╭──
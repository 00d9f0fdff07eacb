//! Structured logging with JSON/pretty output and file rotation

use std::io;
use tracing_appender::non_blocking::{NonBlocking, WorkerGuard};
use tracing_appender::rolling::{RollingFileAppender, Rotation};
use tracing_subscriber::{
    fmt, layer::Layered, layer::SubscriberExt, util::SubscriberInitExt, EnvFilter, Layer,
    Registry,
};

use crate::config::{FileLoggingConfig, LogFormat, LoggingConfig, RotationStrategy};
use crate::error::{ObservabilityError, Result};
use crate::termination::TerminationLogLayer;

type Filtered = Layered<EnvFilter, Registry>;
type BoxedLayer = Box<dyn Layer<Filtered> + Send + Sync>;

/// Guard that must be held to keep the async file writer running
pub struct LogGuard {
    _guard: Option<WorkerGuard>,
}

impl LogGuard {
    fn new(guard: Option<WorkerGuard>) -> Self {
        Self { _guard: guard }
    }
}

/// Initialize logging with the given configuration
///
/// RUST_LOG takes precedence over the configured level. Returns a guard that
/// must be held for the lifetime of the application to ensure logs are
/// flushed properly.
pub fn init_logging(config: &LoggingConfig) -> Result<LogGuard> {
    let env_filter = EnvFilter::try_from_default_env().unwrap_or_else(|_| {
        match &config.filter_directives {
            Some(directives) => EnvFilter::new(directives),
            None => EnvFilter::new(config.level.as_str()),
        }
    });

    let mut layers: Vec<BoxedLayer> = vec![console_layer(config)];

    let guard = match &config.file {
        Some(file_config) => {
            let (writer, guard) = create_file_writer(file_config)?;
            layers.push(
                fmt::layer()
                    .with_writer(writer)
                    .with_target(config.include_target)
                    .with_file(config.include_location)
                    .with_line_number(config.include_location)
                    .with_ansi(false)
                    .json()
                    .boxed(),
            );
            Some(guard)
        }
        None => None,
    };

    if let Some(path) = &config.termination_log {
        layers.push(TerminationLogLayer::new(path).boxed());
    }

    tracing_subscriber::registry()
        .with(env_filter)
        .with(layers)
        .try_init()
        .map_err(|e| ObservabilityError::LoggingInit(e.to_string()))?;

    Ok(LogGuard::new(guard))
}

fn console_layer(config: &LoggingConfig) -> BoxedLayer {
    let layer = fmt::layer()
        .with_writer(io::stderr)
        .with_target(config.include_target)
        .with_file(config.include_location)
        .with_line_number(config.include_location);

    match config.format {
        LogFormat::Pretty => layer.pretty().boxed(),
        LogFormat::Json => layer.json().boxed(),
        LogFormat::Compact => layer.compact().boxed(),
    }
}

fn create_file_writer(config: &FileLoggingConfig) -> Result<(NonBlocking, WorkerGuard)> {
    std::fs::create_dir_all(&config.directory)?;

    let rotation = match config.rotation {
        RotationStrategy::Daily => Rotation::DAILY,
        RotationStrategy::Hourly => Rotation::HOURLY,
        RotationStrategy::Never => Rotation::NEVER,
    };
    let file_appender = RollingFileAppender::builder()
        .rotation(rotation)
        .filename_prefix(&config.prefix)
        .build(&config.directory)
        .map_err(|e| ObservabilityError::LoggingInit(e.to_string()))?;

    Ok(tracing_appender::non_blocking(file_appender))
}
╰──
-- Task details --
Would you print exactly, and only, the lines of the data above from the line with "layers.push(TerminationLogLayer::new(path).boxed());" through the line with "let rotation = match", inclusive?

-- Response area --
        layers.push(TerminationLogLayer::new(path).boxed());
    }

    tracing_subscriber::registry()
        .with(env_filter)
        .with(layers)
        .try_init()
        .map_err(|e| ObservabilityError::LoggingInit(e.to_string()))?;

    Ok(LogGuard::new(guard))
}

fn console_layer(config: &LoggingConfig) -> BoxedLayer {
    let layer = fmt::layer()
        .with_writer(io::stderr)
        .with_target(config.include_target)
        .with_file(config.include_location)
        .with_line_number(config.include_location);

    match config.format {
        LogFormat::Pretty => layer.pretty().boxed(),
        LogFormat::Json => layer.json().boxed(),
        LogFormat::Compact => layer.compact().boxed(),
    }
}

fn create_file_writer(config: &FileLoggingConfig) -> Result<(NonBlocking, WorkerGuard)> {
    std::fs::create_dir_all(&config.directory)?;

    let rotation = match config.rotation {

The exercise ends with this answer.